Inspirasi Secangkir Kopi

Mari minum kopi dulu. Saya bukan penikmat kopi, tapi kalau ada yang tanya kopi apa yang saya suka, saya akan bilang,”secangkir arabica dengan sedikit gula”. Biar sedikit masam dan sekadar manisnya melengkapi pahit yang sudah dari sananya. Hmmm … Selera orang beda-beda, sih.

Gara-gara seorang kawan menganalogikan penentuan tarif di sektor publik dengan penghitungan harga pokok secangkir kopi, saya jadi penasaran ingin meneruskan membuat analogi tentang bagaimana sebuah kedai kopi mengelola keuangannya. Independen kah pekerja di kedai kopi, yang bukan pemilik, untuk menggunakan penerimaannya untuk langsung memenuhi kebutuhan kedai tempatnya bekerja

Jadi begini, kalau duduk di kedai kopi harga terjangkau di kantin, saya berasumsi bahwa kedai kopi itu hanya salah satu outlet pemiliknya. Si Empunya kedai membuka outlet di beberapa tempat. Di situ ada kasir, barista, dan mungkin juga petugas kebersihan yang merangkap jadi pengantar pesanan.
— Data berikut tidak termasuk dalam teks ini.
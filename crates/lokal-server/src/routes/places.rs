//! Places, their feature gates, floorplans and floorplan pins.

use axum::extract::State;
use axum::http::StatusCode;
use axum::routing::{get, patch};
use axum::{Json, Router};
use lokal_core::models::floorplan::{
    CreateFloorplan, CreatePin, FloorplanPin, PlaceFloorplan, UpdateFloorplan, UpdatePin,
};
use lokal_core::models::place::{CreatePlace, Place, UpdatePlace};
use lokal_core::repository::PaginatedResult;
use lokal_entitlements::PlaceGates;
use serde::Deserialize;
use surrealdb::Connection;
use uuid::Uuid;

use crate::error::ApiResult;
use crate::extract::{ApiJson, ApiPath, ApiQuery, PageQuery};
use crate::state::AppState;

pub fn router<C: Connection>() -> Router<AppState<C>> {
    Router::new()
        .route(
            "/sites/{site_id}/places",
            get(list_places::<C>).post(create_place::<C>),
        )
        .route(
            "/sites/{site_id}/places/{id}",
            get(get_place::<C>)
                .patch(update_place::<C>)
                .delete(delete_place::<C>),
        )
        .route("/sites/{site_id}/places/{id}/gates", get(place_gates::<C>))
        .route(
            "/sites/{site_id}/floorplans",
            get(list_floorplans::<C>).post(create_floorplan::<C>),
        )
        .route(
            "/sites/{site_id}/floorplans/{id}",
            get(get_floorplan::<C>)
                .patch(update_floorplan::<C>)
                .delete(delete_floorplan::<C>),
        )
        .route(
            "/sites/{site_id}/floorplans/{id}/pins",
            get(list_pins::<C>).post(create_pin::<C>),
        )
        .route(
            "/sites/{site_id}/floorplans/{id}/pins/{pin_id}",
            patch(update_pin::<C>).delete(delete_pin::<C>),
        )
}

// -- Places ------------------------------------------------------------------

#[derive(Debug, Deserialize)]
pub struct PlaceBody {
    pub name: String,
    #[serde(default)]
    pub is_featured: bool,
    pub gallery_image_limit: Option<u32>,
}

async fn list_places<C: Connection>(
    State(state): State<AppState<C>>,
    ApiPath(site_id): ApiPath<Uuid>,
    ApiQuery(page): ApiQuery<PageQuery>,
) -> ApiResult<Json<PaginatedResult<Place>>> {
    Ok(Json(state.places().list(site_id, page.pagination()).await?))
}

async fn create_place<C: Connection>(
    State(state): State<AppState<C>>,
    ApiPath(site_id): ApiPath<Uuid>,
    ApiJson(body): ApiJson<PlaceBody>,
) -> ApiResult<(StatusCode, Json<Place>)> {
    let place = state
        .places()
        .create(CreatePlace {
            site_id,
            name: body.name,
            is_featured: body.is_featured,
            gallery_image_limit: body.gallery_image_limit,
        })
        .await?;
    Ok((StatusCode::CREATED, Json(place)))
}

async fn get_place<C: Connection>(
    State(state): State<AppState<C>>,
    ApiPath((site_id, id)): ApiPath<(Uuid, Uuid)>,
) -> ApiResult<Json<Place>> {
    Ok(Json(state.places().get(site_id, id).await?))
}

async fn update_place<C: Connection>(
    State(state): State<AppState<C>>,
    ApiPath((site_id, id)): ApiPath<(Uuid, Uuid)>,
    ApiJson(input): ApiJson<UpdatePlace>,
) -> ApiResult<Json<Place>> {
    Ok(Json(state.places().update(site_id, id, input).await?))
}

async fn delete_place<C: Connection>(
    State(state): State<AppState<C>>,
    ApiPath((site_id, id)): ApiPath<(Uuid, Uuid)>,
) -> ApiResult<StatusCode> {
    state.places().delete(site_id, id).await?;
    Ok(StatusCode::NO_CONTENT)
}

async fn place_gates<C: Connection>(
    State(state): State<AppState<C>>,
    ApiPath((site_id, id)): ApiPath<(Uuid, Uuid)>,
) -> ApiResult<Json<PlaceGates>> {
    Ok(Json(state.upsell().place_gates(site_id, id).await?))
}

// -- Floorplans --------------------------------------------------------------

#[derive(Debug, Deserialize)]
pub struct FloorplanBody {
    pub place_id: Uuid,
    pub title: String,
    pub image_url: String,
    pub sort_order: Option<i64>,
}

#[derive(Debug, Deserialize)]
pub struct PlaceQuery {
    pub place_id: Uuid,
}

async fn list_floorplans<C: Connection>(
    State(state): State<AppState<C>>,
    ApiPath(site_id): ApiPath<Uuid>,
    ApiQuery(query): ApiQuery<PlaceQuery>,
) -> ApiResult<Json<Vec<PlaceFloorplan>>> {
    Ok(Json(
        state.floorplans().list_by_place(site_id, query.place_id).await?,
    ))
}

async fn create_floorplan<C: Connection>(
    State(state): State<AppState<C>>,
    ApiPath(site_id): ApiPath<Uuid>,
    ApiJson(body): ApiJson<FloorplanBody>,
) -> ApiResult<(StatusCode, Json<PlaceFloorplan>)> {
    let floorplan = state
        .floorplans()
        .create(CreateFloorplan {
            site_id,
            place_id: body.place_id,
            title: body.title,
            image_url: body.image_url,
            sort_order: body.sort_order,
        })
        .await?;
    Ok((StatusCode::CREATED, Json(floorplan)))
}

async fn get_floorplan<C: Connection>(
    State(state): State<AppState<C>>,
    ApiPath((site_id, id)): ApiPath<(Uuid, Uuid)>,
) -> ApiResult<Json<PlaceFloorplan>> {
    Ok(Json(state.floorplans().get(site_id, id).await?))
}

async fn update_floorplan<C: Connection>(
    State(state): State<AppState<C>>,
    ApiPath((site_id, id)): ApiPath<(Uuid, Uuid)>,
    ApiJson(input): ApiJson<UpdateFloorplan>,
) -> ApiResult<Json<PlaceFloorplan>> {
    Ok(Json(state.floorplans().update(site_id, id, input).await?))
}

async fn delete_floorplan<C: Connection>(
    State(state): State<AppState<C>>,
    ApiPath((site_id, id)): ApiPath<(Uuid, Uuid)>,
) -> ApiResult<StatusCode> {
    state.floorplans().delete(site_id, id).await?;
    Ok(StatusCode::NO_CONTENT)
}

// -- Pins --------------------------------------------------------------------

#[derive(Debug, Deserialize)]
pub struct PinBody {
    pub x: f64,
    pub y: f64,
    #[serde(default)]
    pub label: String,
    pub sort_order: Option<i64>,
}

async fn list_pins<C: Connection>(
    State(state): State<AppState<C>>,
    ApiPath((site_id, floorplan_id)): ApiPath<(Uuid, Uuid)>,
) -> ApiResult<Json<Vec<FloorplanPin>>> {
    Ok(Json(state.floorplans().list_pins(site_id, floorplan_id).await?))
}

async fn create_pin<C: Connection>(
    State(state): State<AppState<C>>,
    ApiPath((site_id, floorplan_id)): ApiPath<(Uuid, Uuid)>,
    ApiJson(body): ApiJson<PinBody>,
) -> ApiResult<(StatusCode, Json<FloorplanPin>)> {
    let pin = state
        .floorplans()
        .create_pin(CreatePin {
            site_id,
            floorplan_id,
            x: body.x,
            y: body.y,
            label: body.label,
            sort_order: body.sort_order,
        })
        .await?;
    Ok((StatusCode::CREATED, Json(pin)))
}

async fn update_pin<C: Connection>(
    State(state): State<AppState<C>>,
    ApiPath((site_id, floorplan_id, id)): ApiPath<(Uuid, Uuid, Uuid)>,
    ApiJson(input): ApiJson<UpdatePin>,
) -> ApiResult<Json<FloorplanPin>> {
    Ok(Json(
        state
            .floorplans()
            .update_pin(site_id, floorplan_id, id, input)
            .await?,
    ))
}

async fn delete_pin<C: Connection>(
    State(state): State<AppState<C>>,
    ApiPath((site_id, floorplan_id, id)): ApiPath<(Uuid, Uuid, Uuid)>,
) -> ApiResult<StatusCode> {
    state
        .floorplans()
        .delete_pin(site_id, floorplan_id, id)
        .await?;
    Ok(StatusCode::NO_CONTENT)
}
Ada peralatan pembuat kopi, pendingin, mesin perekat tutup gelas plastik, penyimpan air panas, dan lainnya yang kalau secara akuntansi dikelompokkan sebagai aset tetap. Secara akuntansi, pembelian barang-barang ini dikelompokkan sebagai belanja modal. Outlet ini juga punya persediaan gelas plastik, plastik untuk menutup, sedotan, kopi, gula, susu, dan lain-lain, yang kalau secara akuntansi termasuk Persediaan. Secara akuntansi, pembelian barang-barang ini, dibebankan sebagai persediaan atau barang cepat habis.

Kalau ada orang beli kopi, uangnya memang masuk di laci kasir. Tapi, apa iya dia simpan terus di sana berhari-hari? Bagaimana kalau ada kecurian, berisiko sekali. Disetor ke rekeningnya sendiri? Wahh … apa pemiliknya tidak curiga? Oke, anggaplah dalam periode tertentu dia menyetorkan ke rekening yang sudah ditentukan pemiliknya, sejumlah penerimaan yang diperoleh dalam periode itu.

Bisa uang itu langsung dipakai? Untuk bayar tenaga kerjanya? Untuk beli kopi yang habis, gula, susu, pembersih lantai, sekalipun? Bayar listrik juga, misalnya? Ini kan outlet, ya. Pemiliknya setiap awal periode sudah menghitung kebutuhannya berapa kilogram kopi dan gula, liter susu, lusin gelas, bal plastik penutup gelas, kantong sedotan, termasuk uang pecahan untuk kembalian. Dan jumlah itu yang didrop di setiap outletnya. Dia yang membayar gaji pegawai secara berkala, lembur sekalipun. Membayar listrik setiap bulan, pun perlengkapan kebersihan.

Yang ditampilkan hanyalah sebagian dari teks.